_EXERCISE BRIEF_
Gather each line containing the string "TypeFilter" from these entries.

_DATA EXTRACTS_

"""

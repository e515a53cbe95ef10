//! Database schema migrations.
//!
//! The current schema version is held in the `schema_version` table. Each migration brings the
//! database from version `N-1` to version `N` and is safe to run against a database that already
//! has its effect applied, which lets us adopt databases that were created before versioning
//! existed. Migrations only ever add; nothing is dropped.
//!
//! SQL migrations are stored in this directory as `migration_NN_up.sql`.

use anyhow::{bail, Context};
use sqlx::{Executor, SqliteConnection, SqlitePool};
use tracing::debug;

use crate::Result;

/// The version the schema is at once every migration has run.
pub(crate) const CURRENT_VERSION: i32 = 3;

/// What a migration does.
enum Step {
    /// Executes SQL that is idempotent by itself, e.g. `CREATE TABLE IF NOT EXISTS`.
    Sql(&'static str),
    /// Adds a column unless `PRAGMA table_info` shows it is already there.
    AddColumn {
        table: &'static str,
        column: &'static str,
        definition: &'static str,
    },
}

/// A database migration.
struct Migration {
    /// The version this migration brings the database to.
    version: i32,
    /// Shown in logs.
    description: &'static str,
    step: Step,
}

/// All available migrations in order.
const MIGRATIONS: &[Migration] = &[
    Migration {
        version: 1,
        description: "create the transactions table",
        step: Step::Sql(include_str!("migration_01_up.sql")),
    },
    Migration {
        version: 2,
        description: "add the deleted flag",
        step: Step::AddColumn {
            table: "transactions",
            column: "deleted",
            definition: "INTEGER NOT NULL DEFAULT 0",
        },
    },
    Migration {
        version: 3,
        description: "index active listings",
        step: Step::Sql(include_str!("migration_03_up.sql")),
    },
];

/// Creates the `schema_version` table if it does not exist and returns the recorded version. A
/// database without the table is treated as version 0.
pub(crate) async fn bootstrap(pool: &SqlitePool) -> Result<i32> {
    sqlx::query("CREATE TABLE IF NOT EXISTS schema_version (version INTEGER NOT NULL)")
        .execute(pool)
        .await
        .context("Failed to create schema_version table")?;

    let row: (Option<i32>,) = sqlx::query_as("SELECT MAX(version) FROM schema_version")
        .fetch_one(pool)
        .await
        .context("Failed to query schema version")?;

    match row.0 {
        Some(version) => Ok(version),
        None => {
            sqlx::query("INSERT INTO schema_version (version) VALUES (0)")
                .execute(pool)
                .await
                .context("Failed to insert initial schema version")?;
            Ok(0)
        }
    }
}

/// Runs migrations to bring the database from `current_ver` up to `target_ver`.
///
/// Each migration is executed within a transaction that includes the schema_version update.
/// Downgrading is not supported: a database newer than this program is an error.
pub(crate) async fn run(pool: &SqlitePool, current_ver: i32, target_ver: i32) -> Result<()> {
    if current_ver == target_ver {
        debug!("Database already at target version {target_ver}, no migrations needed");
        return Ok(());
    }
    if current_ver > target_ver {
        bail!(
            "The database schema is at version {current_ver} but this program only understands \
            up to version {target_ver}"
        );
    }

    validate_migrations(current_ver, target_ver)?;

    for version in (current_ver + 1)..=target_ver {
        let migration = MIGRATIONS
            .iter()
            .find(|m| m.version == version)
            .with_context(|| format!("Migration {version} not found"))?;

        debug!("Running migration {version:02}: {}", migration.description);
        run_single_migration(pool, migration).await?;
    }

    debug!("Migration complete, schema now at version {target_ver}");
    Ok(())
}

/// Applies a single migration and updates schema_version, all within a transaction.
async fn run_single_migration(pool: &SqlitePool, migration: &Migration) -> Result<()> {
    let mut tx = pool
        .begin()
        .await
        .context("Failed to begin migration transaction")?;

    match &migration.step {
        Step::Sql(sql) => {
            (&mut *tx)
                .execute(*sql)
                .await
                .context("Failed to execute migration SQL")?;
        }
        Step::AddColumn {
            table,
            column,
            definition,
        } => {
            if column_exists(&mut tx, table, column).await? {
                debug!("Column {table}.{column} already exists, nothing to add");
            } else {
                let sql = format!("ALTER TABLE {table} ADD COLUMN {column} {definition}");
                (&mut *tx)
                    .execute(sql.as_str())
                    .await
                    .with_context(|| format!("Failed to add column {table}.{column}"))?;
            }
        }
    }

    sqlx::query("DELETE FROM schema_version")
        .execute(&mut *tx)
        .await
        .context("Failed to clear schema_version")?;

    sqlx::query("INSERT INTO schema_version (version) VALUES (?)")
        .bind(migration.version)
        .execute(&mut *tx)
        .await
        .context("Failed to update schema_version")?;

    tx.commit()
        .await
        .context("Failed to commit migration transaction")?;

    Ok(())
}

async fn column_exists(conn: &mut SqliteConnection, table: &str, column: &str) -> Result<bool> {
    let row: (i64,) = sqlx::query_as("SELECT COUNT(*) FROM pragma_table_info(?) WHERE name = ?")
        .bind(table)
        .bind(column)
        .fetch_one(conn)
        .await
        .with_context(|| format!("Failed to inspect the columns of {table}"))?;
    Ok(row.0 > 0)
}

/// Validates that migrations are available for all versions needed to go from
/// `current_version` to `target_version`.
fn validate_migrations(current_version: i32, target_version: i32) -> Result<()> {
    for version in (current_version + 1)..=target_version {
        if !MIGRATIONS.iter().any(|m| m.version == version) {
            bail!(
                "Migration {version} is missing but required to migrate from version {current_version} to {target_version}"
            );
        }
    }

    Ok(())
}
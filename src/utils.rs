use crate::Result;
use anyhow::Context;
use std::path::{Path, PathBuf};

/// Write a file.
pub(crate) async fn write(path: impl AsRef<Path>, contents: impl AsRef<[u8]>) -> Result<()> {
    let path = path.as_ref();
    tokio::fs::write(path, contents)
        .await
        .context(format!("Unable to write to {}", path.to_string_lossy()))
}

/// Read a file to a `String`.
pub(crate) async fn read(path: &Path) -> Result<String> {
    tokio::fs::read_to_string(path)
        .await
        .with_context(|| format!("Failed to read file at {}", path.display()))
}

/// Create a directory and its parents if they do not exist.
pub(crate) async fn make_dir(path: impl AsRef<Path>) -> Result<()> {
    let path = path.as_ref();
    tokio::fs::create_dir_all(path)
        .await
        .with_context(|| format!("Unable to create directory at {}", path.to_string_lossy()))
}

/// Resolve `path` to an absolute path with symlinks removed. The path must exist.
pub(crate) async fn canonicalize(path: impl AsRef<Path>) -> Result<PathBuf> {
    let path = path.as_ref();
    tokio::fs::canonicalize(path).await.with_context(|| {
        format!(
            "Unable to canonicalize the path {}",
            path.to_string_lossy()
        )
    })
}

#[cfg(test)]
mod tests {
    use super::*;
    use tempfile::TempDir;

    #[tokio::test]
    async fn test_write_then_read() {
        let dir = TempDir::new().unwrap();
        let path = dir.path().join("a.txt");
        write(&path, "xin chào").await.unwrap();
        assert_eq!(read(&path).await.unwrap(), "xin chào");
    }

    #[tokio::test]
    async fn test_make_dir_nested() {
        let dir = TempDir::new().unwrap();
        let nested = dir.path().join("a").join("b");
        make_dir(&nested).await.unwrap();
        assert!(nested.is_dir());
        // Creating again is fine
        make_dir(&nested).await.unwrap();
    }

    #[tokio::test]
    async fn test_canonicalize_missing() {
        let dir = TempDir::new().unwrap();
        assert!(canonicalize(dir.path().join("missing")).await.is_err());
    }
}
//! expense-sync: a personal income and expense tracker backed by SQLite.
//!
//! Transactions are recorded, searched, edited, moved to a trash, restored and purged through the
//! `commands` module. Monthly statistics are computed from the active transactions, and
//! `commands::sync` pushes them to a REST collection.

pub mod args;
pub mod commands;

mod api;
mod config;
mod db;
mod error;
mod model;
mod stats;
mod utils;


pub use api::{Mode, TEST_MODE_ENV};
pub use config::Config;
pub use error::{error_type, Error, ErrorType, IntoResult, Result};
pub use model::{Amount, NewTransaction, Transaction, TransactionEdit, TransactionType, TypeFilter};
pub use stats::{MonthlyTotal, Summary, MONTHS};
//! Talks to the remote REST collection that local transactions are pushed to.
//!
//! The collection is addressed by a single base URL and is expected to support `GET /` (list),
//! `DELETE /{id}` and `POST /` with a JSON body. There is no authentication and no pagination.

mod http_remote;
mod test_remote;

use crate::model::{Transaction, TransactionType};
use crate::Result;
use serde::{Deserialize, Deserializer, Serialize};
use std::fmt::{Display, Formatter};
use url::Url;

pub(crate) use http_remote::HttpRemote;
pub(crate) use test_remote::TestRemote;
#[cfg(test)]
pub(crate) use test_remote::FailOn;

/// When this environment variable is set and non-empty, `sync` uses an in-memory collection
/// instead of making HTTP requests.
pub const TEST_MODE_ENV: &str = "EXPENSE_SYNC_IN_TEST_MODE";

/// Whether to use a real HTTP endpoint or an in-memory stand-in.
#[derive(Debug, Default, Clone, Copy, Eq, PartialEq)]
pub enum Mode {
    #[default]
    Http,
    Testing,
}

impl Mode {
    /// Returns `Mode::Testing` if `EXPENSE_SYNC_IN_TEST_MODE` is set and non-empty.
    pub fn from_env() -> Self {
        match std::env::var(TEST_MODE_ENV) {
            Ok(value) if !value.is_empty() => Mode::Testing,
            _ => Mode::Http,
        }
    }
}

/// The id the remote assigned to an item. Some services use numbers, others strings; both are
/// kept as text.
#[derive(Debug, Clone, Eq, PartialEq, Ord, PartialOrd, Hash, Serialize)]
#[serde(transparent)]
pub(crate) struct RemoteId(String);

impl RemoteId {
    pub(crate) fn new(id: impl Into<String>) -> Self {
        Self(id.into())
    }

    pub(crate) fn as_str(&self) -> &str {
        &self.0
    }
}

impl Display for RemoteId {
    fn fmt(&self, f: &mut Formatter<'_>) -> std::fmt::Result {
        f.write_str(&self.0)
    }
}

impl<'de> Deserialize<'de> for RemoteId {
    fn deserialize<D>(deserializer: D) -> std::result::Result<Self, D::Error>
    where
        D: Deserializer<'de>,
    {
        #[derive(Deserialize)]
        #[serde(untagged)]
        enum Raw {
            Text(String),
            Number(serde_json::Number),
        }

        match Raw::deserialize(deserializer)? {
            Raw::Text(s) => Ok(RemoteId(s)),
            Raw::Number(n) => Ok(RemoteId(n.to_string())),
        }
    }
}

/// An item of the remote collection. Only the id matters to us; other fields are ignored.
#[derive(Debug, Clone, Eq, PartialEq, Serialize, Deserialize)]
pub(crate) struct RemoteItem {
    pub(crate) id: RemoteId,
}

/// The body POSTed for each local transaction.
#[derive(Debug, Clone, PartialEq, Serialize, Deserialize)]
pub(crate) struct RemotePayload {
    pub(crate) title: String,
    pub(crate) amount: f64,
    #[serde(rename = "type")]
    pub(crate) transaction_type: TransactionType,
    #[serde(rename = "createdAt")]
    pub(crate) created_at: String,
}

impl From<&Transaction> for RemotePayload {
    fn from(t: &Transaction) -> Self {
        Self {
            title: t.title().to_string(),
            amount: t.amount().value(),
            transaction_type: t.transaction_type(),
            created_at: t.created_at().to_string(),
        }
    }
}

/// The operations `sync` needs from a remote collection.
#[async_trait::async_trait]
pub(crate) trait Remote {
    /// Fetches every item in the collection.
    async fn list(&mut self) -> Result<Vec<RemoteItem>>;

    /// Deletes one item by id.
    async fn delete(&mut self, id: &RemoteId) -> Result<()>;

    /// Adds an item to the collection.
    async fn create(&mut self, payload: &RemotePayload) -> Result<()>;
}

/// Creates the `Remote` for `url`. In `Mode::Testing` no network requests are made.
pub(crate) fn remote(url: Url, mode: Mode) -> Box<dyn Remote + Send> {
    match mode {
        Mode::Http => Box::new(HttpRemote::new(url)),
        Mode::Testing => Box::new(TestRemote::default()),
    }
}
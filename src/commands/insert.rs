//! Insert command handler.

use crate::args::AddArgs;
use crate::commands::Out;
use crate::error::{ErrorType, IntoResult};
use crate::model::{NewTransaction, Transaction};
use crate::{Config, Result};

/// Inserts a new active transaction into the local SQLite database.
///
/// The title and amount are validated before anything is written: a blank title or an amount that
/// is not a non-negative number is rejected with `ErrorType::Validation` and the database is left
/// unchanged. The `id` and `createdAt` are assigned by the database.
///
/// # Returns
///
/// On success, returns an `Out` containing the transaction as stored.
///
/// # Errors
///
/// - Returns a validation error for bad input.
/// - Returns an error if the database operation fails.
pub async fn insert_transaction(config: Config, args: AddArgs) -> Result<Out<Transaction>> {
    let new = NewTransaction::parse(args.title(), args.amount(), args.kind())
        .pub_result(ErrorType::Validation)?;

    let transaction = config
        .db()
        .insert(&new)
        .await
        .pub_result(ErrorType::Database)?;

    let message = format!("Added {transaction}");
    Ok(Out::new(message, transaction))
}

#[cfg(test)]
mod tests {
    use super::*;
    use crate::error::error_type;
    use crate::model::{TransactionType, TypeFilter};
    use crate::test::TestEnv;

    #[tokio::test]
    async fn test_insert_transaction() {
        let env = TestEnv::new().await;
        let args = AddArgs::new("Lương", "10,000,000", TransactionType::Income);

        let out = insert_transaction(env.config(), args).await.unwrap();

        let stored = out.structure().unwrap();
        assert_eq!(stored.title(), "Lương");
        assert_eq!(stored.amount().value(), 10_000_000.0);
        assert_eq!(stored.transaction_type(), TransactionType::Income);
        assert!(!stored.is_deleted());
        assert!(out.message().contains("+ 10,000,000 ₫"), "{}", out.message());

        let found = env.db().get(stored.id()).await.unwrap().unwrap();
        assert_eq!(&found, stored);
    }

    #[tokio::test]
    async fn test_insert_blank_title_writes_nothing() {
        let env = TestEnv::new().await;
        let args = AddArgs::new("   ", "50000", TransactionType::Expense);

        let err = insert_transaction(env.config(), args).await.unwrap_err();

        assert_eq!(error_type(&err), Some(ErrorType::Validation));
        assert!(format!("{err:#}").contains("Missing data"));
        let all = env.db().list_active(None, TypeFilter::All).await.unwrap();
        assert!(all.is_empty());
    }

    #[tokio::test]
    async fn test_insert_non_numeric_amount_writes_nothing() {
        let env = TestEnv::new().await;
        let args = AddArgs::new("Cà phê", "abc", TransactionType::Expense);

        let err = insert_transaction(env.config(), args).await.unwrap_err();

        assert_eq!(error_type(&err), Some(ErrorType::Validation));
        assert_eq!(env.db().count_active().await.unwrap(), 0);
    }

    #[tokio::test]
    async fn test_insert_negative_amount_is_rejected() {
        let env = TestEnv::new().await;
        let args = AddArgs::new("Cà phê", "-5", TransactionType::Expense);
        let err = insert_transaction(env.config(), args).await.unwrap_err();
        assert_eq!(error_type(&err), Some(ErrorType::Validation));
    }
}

"""

_EXERCISE ANSWER_
pub use model::{Amount, NewTransaction, Transaction, TransactionEdit, TransactionType, TypeFilter};
    use crate::model::{TransactionType, TypeFilter};
        let all = env.db().list_active(None, TypeFilter::All).await.unwrap();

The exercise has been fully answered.